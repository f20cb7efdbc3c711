//! 业务逻辑处理 (Update/Dispatch)
//!
//! 包含核心的 dispatch 逻辑和各种业务处理方法

use super::actions::Action;
use super::state::{App, Control, Phase};
use crate::fetch::FetchError;
use crate::models::Question;
use crate::quiz::{NextOutcome, QuizSession, Recorded};

impl App {
    /// 核心逻辑分发
    pub fn dispatch(&mut self, action: Action) -> Control {
        match action {
            Action::Quit => return Control::Quit,
            Action::Select(slot) => self.select(slot),
            Action::Previous => self.previous(),
            Action::Next => self.next(),
            Action::Acknowledge => self.acknowledge(),
            Action::Restart => return self.restart(),
        }
        Control::Continue
    }

    // ============ 加载相关 ============

    /// 处理获取结果
    pub fn on_questions_loaded(&mut self, result: Result<Vec<Question>, FetchError>) {
        let questions = match result {
            Ok(questions) => questions,
            Err(e) => {
                tracing::error!(error = %e, "failed to fetch questions");
                self.phase = Phase::Failed(e.to_string());
                return;
            }
        };

        match QuizSession::new(questions) {
            Ok(session) => {
                if let Some(store) = &self.store {
                    if let Err(e) = store.clear_ledger() {
                        tracing::warn!(error = %e, "could not clear previous answers");
                    }
                    if let Err(e) = store.save_questions(session.questions()) {
                        tracing::warn!(error = %e, "could not cache question set");
                    }
                }
                self.session = Some(session);
                self.phase = Phase::Quiz;
                self.message = None;
            }
            Err(e) => {
                tracing::error!(error = %e, "unusable question set");
                self.phase = Phase::Failed(e.to_string());
            }
        }
    }

    /// 从本地恢复上次的会话，成功返回 true
    pub fn restore(&mut self) -> bool {
        let Some(store) = &self.store else {
            return false;
        };

        let loaded = store
            .load_questions()
            .and_then(|qs| store.load_ledger().map(|ledger| (qs, ledger)));
        let (questions, ledger) = match loaded {
            Ok((Some(questions), Some(ledger))) => (questions, ledger),
            Ok(_) => {
                tracing::warn!("nothing to resume, starting a new quiz");
                return false;
            }
            Err(e) => {
                tracing::warn!(error = %e, "saved session unreadable, starting a new quiz");
                return false;
            }
        };

        match QuizSession::resume(questions, ledger) {
            Ok(session) => {
                tracing::info!(
                    answered = session.ledger().len(),
                    cursor = session.cursor(),
                    "session resumed"
                );
                self.session = Some(session);
                self.phase = Phase::Quiz;
                true
            }
            Err(e) => {
                tracing::warn!(error = %e, "saved session inconsistent, starting a new quiz");
                false
            }
        }
    }

    // ============ 答题相关 ============

    /// 选择选项并持久化账本
    pub fn select(&mut self, slot: usize) {
        if self.phase != Phase::Quiz {
            return;
        }
        let Some(session) = self.session.as_mut() else {
            return;
        };

        match session.select(slot) {
            Recorded::New { is_correct } => {
                tracing::debug!(index = session.cursor(), slot, is_correct, "answer recorded");
                self.message = None;
                self.persist();
            }
            Recorded::AlreadyAnswered => {
                self.message = Some("本题已作答，以首次选择为准".to_string());
            }
            Recorded::InvalidOption => {}
        }
    }

    fn persist(&mut self) {
        let (Some(store), Some(session)) = (&self.store, &self.session) else {
            return;
        };
        if let Err(e) = store.save_ledger(session.ledger()) {
            tracing::error!(error = %e, "failed to persist answers");
            self.message = Some(format!("保存失败: {e}"));
        }
    }

    // ============ 导航相关 ============

    /// 上一题
    pub fn previous(&mut self) {
        if self.phase != Phase::Quiz {
            return;
        }
        if let Some(session) = self.session.as_mut()
            && session.previous()
        {
            self.message = None;
        }
    }

    /// 下一题，末题时触发完成
    pub fn next(&mut self) {
        if self.phase != Phase::Quiz {
            return;
        }
        let Some(session) = self.session.as_mut() else {
            return;
        };

        match session.next() {
            NextOutcome::Moved => self.message = None,
            NextOutcome::Completed => {
                let summary = session.summary();
                tracing::info!(
                    correct = summary.correct,
                    total = summary.total,
                    "quiz completed"
                );
                self.phase = Phase::Completed;
            }
            NextOutcome::Blocked => {
                if !session.has_answered() {
                    self.message = Some("请先作答".to_string());
                }
            }
        }
    }

    /// 确认完成提示，进入成绩页
    pub fn acknowledge(&mut self) {
        if self.phase == Phase::Completed {
            self.phase = Phase::Summary;
        }
    }

    // ============ 通用操作 ============

    /// 重新开始：清空会话并请求新题
    pub fn restart(&mut self) -> Control {
        match self.phase {
            Phase::Summary | Phase::Failed(_) => {
                self.session = None;
                self.phase = Phase::Loading;
                self.message = None;
                Control::Fetch
            }
            _ => Control::Continue,
        }
    }
}
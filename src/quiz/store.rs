use crate::models::Question;

use super::QuizError;

/// 题库与当前游标
///
/// 游标始终落在 `[0, len - 1]` 内。是否允许前进由导航控制决定，这里只管边界。
#[derive(Debug, Clone)]
pub struct QuestionStore {
    questions: Vec<Question>,
    cursor: usize,
}

impl QuestionStore {
    pub fn new(questions: Vec<Question>) -> Result<Self, QuizError> {
        if questions.is_empty() {
            return Err(QuizError::Empty);
        }
        Ok(Self {
            questions,
            cursor: 0,
        })
    }

    pub fn current(&self) -> &Question {
        &self.questions[self.cursor]
    }

    pub fn questions(&self) -> &[Question] {
        &self.questions
    }

    pub fn cursor(&self) -> usize {
        self.cursor
    }

    pub fn len(&self) -> usize {
        self.questions.len()
    }

    pub fn is_first(&self) -> bool {
        self.cursor == 0
    }

    pub fn is_last(&self) -> bool {
        self.cursor + 1 == self.questions.len()
    }

    /// 前进一题，已在末题时返回 false
    pub fn advance(&mut self) -> bool {
        if self.is_last() {
            return false;
        }
        self.cursor += 1;
        true
    }

    /// 后退一题，已在首题时返回 false
    pub fn retreat(&mut self) -> bool {
        if self.is_first() {
            return false;
        }
        self.cursor -= 1;
        true
    }
}
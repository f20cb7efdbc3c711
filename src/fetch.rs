//! 题目获取
//!
//! 启动时请求一次题库。失败只记录日志并返回错误，不重试。

use std::time::Duration;

use reqwest::Client;
use thiserror::Error;
use url::Url;

use crate::models::{Question, TriviaItem, TriviaPayload};

/// 每道选择题的错误答案个数
pub const INCORRECT_PER_QUESTION: usize = 3;

#[derive(Debug, Error)]
pub enum FetchError {
    #[error(transparent)]
    Http(#[from] reqwest::Error),
    #[error("trivia request failed with status {0}")]
    HttpStatus(reqwest::StatusCode),
    #[error("trivia API returned code {code}: {reason}")]
    Api { code: u8, reason: &'static str },
    #[error("malformed trivia payload: {0}")]
    Malformed(String),
}

/// API response_code 的含义
pub fn describe_response_code(code: u8) -> &'static str {
    match code {
        0 => "success",
        1 => "not enough questions for the query",
        2 => "invalid parameter",
        3 => "session token not found",
        4 => "session token exhausted",
        5 => "rate limited",
        _ => "unknown response code",
    }
}

#[derive(Clone, Debug)]
pub struct TriviaClient {
    client: Client,
    endpoint: Url,
    amount: u8,
}

impl TriviaClient {
    pub fn new(endpoint: Url, amount: u8, timeout: Option<Duration>) -> Result<Self, FetchError> {
        let mut builder = Client::builder();
        if let Some(timeout) = timeout {
            builder = builder.timeout(timeout);
        }
        Ok(Self {
            client: builder.build()?,
            endpoint,
            amount,
        })
    }

    /// 完整请求地址：?amount=N&type=multiple
    pub fn request_url(&self) -> Url {
        let mut url = self.endpoint.clone();
        url.query_pairs_mut()
            .append_pair("amount", &self.amount.to_string())
            .append_pair("type", "multiple");
        url
    }

    pub async fn fetch(&self) -> Result<Vec<Question>, FetchError> {
        let url = self.request_url();
        tracing::info!(%url, "fetching questions");

        let response = self.client.get(url).send().await?;
        if !response.status().is_success() {
            return Err(FetchError::HttpStatus(response.status()));
        }

        let body = response.text().await?;
        let questions = parse_payload(&body, self.amount)?;
        tracing::info!(count = questions.len(), "questions loaded");
        Ok(questions)
    }
}

/// 解析响应体并校验题目数量和选项个数
pub fn parse_payload(body: &str, amount: u8) -> Result<Vec<Question>, FetchError> {
    let payload: TriviaPayload =
        serde_json::from_str(body).map_err(|e| FetchError::Malformed(e.to_string()))?;

    if payload.response_code != 0 {
        return Err(FetchError::Api {
            code: payload.response_code,
            reason: describe_response_code(payload.response_code),
        });
    }
    if payload.results.len() != usize::from(amount) {
        return Err(FetchError::Malformed(format!(
            "expected {amount} questions, got {}",
            payload.results.len()
        )));
    }

    payload
        .results
        .into_iter()
        .enumerate()
        .map(|(i, item)| to_question(i, item))
        .collect()
}

fn to_question(index: usize, item: TriviaItem) -> Result<Question, FetchError> {
    if item.incorrect_answers.len() != INCORRECT_PER_QUESTION {
        return Err(FetchError::Malformed(format!(
            "question {index} has {} incorrect answers",
            item.incorrect_answers.len()
        )));
    }

    Ok(Question {
        category: decode_entities(&item.category),
        difficulty: item.difficulty,
        text: decode_entities(&item.question),
        correct_answer: decode_entities(&item.correct_answer),
        incorrect_answers: item
            .incorrect_answers
            .iter()
            .map(String::as_str)
            .map(decode_entities)
            .collect(),
    })
}

/// 还原 HTML 实体（API 默认返回转义后的文本），无法识别的实体原样保留
pub fn decode_entities(input: &str) -> String {
    let mut out = String::with_capacity(input.len());
    let mut rest = input;

    while let Some(start) = rest.find('&') {
        out.push_str(&rest[..start]);
        let tail = &rest[start..];

        let decoded = tail
            .find(';')
            .filter(|end| *end <= 10)
            .and_then(|end| decode_entity(&tail[1..end]).map(|c| (c, end)));

        match decoded {
            Some((c, end)) => {
                out.push(c);
                rest = &tail[end + 1..];
            }
            None => {
                out.push('&');
                rest = &tail[1..];
            }
        }
    }
    out.push_str(rest);
    out
}

fn decode_entity(name: &str) -> Option<char> {
    if let Some(num) = name.strip_prefix('#') {
        let code = match num.strip_prefix(['x', 'X']) {
            Some(hex) => u32::from_str_radix(hex, 16).ok()?,
            None => num.parse().ok()?,
        };
        return char::from_u32(code);
    }

    let c = match name {
        "amp" => '&',
        "quot" => '"',
        "apos" => '\'',
        "lt" => '<',
        "gt" => '>',
        "nbsp" => '\u{a0}',
        "shy" => '\u{ad}',
        "lsquo" => '\u{2018}',
        "rsquo" => '\u{2019}',
        "ldquo" => '\u{201c}',
        "rdquo" => '\u{201d}',
        "hellip" => '\u{2026}',
        "ndash" => '\u{2013}',
        "mdash" => '\u{2014}',
        "deg" => '\u{b0}',
        "eacute" => 'é',
        "Eacute" => 'É',
        "aacute" => 'á',
        "iacute" => 'í',
        "oacute" => 'ó',
        "uacute" => 'ú',
        "ntilde" => 'ñ',
        "ouml" => 'ö',
        "uuml" => 'ü',
        "auml" => 'ä',
        "ccedil" => 'ç',
        "pi" => 'π',
        _ => return None,
    };
    Some(c)
}
//! Action 枚举定义 (Intent)
//!
//! 用户交互转化为明确的语义化 Action

/// 用户操作枚举
#[derive(Debug, Clone, Copy, PartialEq, Eq)]
pub enum Action {
    Quit,
    /// 选择显示位置上的第 n 个选项（从 0 开始）
    Select(usize),
    Previous,
    Next,
    /// 确认完成提示
    Acknowledge,
    /// 重新开始（重新获取题目）
    Restart,
}
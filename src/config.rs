//! 配置
//!
//! 从 TOML 文件加载（默认 ~/.config/trivia/config.toml），文件不存在时使用默认值，
//! 命令行参数覆盖文件中的值。

use std::fs;
use std::io;
use std::path::{Path, PathBuf};
use std::time::Duration;

use serde::{Deserialize, Serialize};
use thiserror::Error;
use url::Url;

pub const DEFAULT_ENDPOINT: &str = "https://opentdb.com/api.php";
pub const DEFAULT_AMOUNT: u8 = 50;
/// API 单次最多返回 50 题
pub const MAX_AMOUNT: u8 = 50;

const APP_DIR: &str = "trivia";

#[derive(Debug, Error)]
pub enum ConfigError {
    #[error("cannot read config {}: {source}", .path.display())]
    Read {
        path: PathBuf,
        #[source]
        source: io::Error,
    },
    #[error("invalid config {}: {source}", .path.display())]
    Parse {
        path: PathBuf,
        #[source]
        source: toml::de::Error,
    },
    #[error("amount must be between 1 and 50, got {0}")]
    Amount(u8),
    #[error("invalid endpoint {0:?}: {1}")]
    Endpoint(String, String),
    #[error("could not determine user data directory")]
    NoDataDir,
    #[error("cannot create data directory {}: {source}", .path.display())]
    DataDir {
        path: PathBuf,
        #[source]
        source: io::Error,
    },
}

#[derive(Debug, Clone, PartialEq, Serialize, Deserialize)]
#[serde(default)]
pub struct ApiConfig {
    pub endpoint: String,
    pub amount: u8,
    /// 请求超时（秒），不设置则不限时
    pub timeout_secs: Option<u64>,
}

impl Default for ApiConfig {
    fn default() -> Self {
        Self {
            endpoint: DEFAULT_ENDPOINT.to_string(),
            amount: DEFAULT_AMOUNT,
            timeout_secs: None,
        }
    }
}

#[derive(Debug, Clone, Default, PartialEq, Serialize, Deserialize)]
#[serde(default)]
pub struct StorageConfig {
    pub data_dir: Option<PathBuf>,
    /// 启动时恢复上次的题库和答题记录
    pub resume: bool,
}

#[derive(Debug, Clone, PartialEq, Serialize, Deserialize)]
#[serde(default)]
pub struct LoggingConfig {
    pub level: String,
    pub file: Option<PathBuf>,
}

impl Default for LoggingConfig {
    fn default() -> Self {
        Self {
            level: "info".to_string(),
            file: None,
        }
    }
}

#[derive(Debug, Clone, Default, PartialEq, Serialize, Deserialize)]
#[serde(default)]
pub struct Config {
    pub api: ApiConfig,
    pub storage: StorageConfig,
    pub logging: LoggingConfig,
}

/// 命令行覆盖项
#[derive(Debug, Clone, Default)]
pub struct Overrides {
    pub amount: Option<u8>,
    pub endpoint: Option<String>,
    pub resume: bool,
    pub log_level: Option<String>,
}

impl Config {
    /// 默认配置文件路径
    pub fn default_path() -> Option<PathBuf> {
        dirs::config_dir().map(|dir| dir.join(APP_DIR).join("config.toml"))
    }

    /// 从文件加载，文件不存在时返回默认配置
    pub fn load(path: &Path) -> Result<Self, ConfigError> {
        if !path.exists() {
            return Ok(Self::default());
        }
        let content = fs::read_to_string(path).map_err(|source| ConfigError::Read {
            path: path.to_path_buf(),
            source,
        })?;
        Self::parse(&content, path)
    }

    fn parse(content: &str, path: &Path) -> Result<Self, ConfigError> {
        toml::from_str(content).map_err(|source| ConfigError::Parse {
            path: path.to_path_buf(),
            source,
        })
    }

    pub fn apply(&mut self, overrides: Overrides) {
        if let Some(amount) = overrides.amount {
            self.api.amount = amount;
        }
        if let Some(endpoint) = overrides.endpoint {
            self.api.endpoint = endpoint;
        }
        if overrides.resume {
            self.storage.resume = true;
        }
        if let Some(level) = overrides.log_level {
            self.logging.level = level;
        }
    }

    pub fn validate(&self) -> Result<(), ConfigError> {
        if self.api.amount == 0 || self.api.amount > MAX_AMOUNT {
            return Err(ConfigError::Amount(self.api.amount));
        }
        self.endpoint().map(|_| ())
    }

    pub fn endpoint(&self) -> Result<Url, ConfigError> {
        let url = Url::parse(&self.api.endpoint)
            .map_err(|e| ConfigError::Endpoint(self.api.endpoint.clone(), e.to_string()))?;
        match url.scheme() {
            "http" | "https" => Ok(url),
            other => Err(ConfigError::Endpoint(
                self.api.endpoint.clone(),
                format!("unsupported scheme {other}"),
            )),
        }
    }

    pub fn timeout(&self) -> Option<Duration> {
        self.api.timeout_secs.map(Duration::from_secs)
    }

    /// 数据目录 (~/.local/share/trivia/)，不存在时创建
    pub fn data_dir(&self) -> Result<PathBuf, ConfigError> {
        let dir = match &self.storage.data_dir {
            Some(dir) => dir.clone(),
            None => dirs::data_dir()
                .ok_or(ConfigError::NoDataDir)?
                .join(APP_DIR),
        };
        fs::create_dir_all(&dir).map_err(|source| ConfigError::DataDir {
            path: dir.clone(),
            source,
        })?;
        Ok(dir)
    }

    pub fn log_file(&self, data_dir: &Path) -> PathBuf {
        self.logging
            .file
            .clone()
            .unwrap_or_else(|| data_dir.join("trivia.log"))
    }
}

» **WORK ITEM**
Keep both end lines and retype everything in the records above from the line containing "包含核心的 dispatch 逻辑和各种业务处理方法" through the line containing "pub fn dispatch(&mut", exactly, with nothing else.

» **ANSWER BELOW**
//! 包含核心的 dispatch 逻辑和各种业务处理方法

use super::actions::Action;
use super::state::{App, Control, Phase};
use crate::fetch::FetchError;
use crate::models::Question;
use crate::quiz::{NextOutcome, QuizSession, Recorded};

impl App {
    /// 核心逻辑分发
    pub fn dispatch(&mut self, action: Action) -> Control {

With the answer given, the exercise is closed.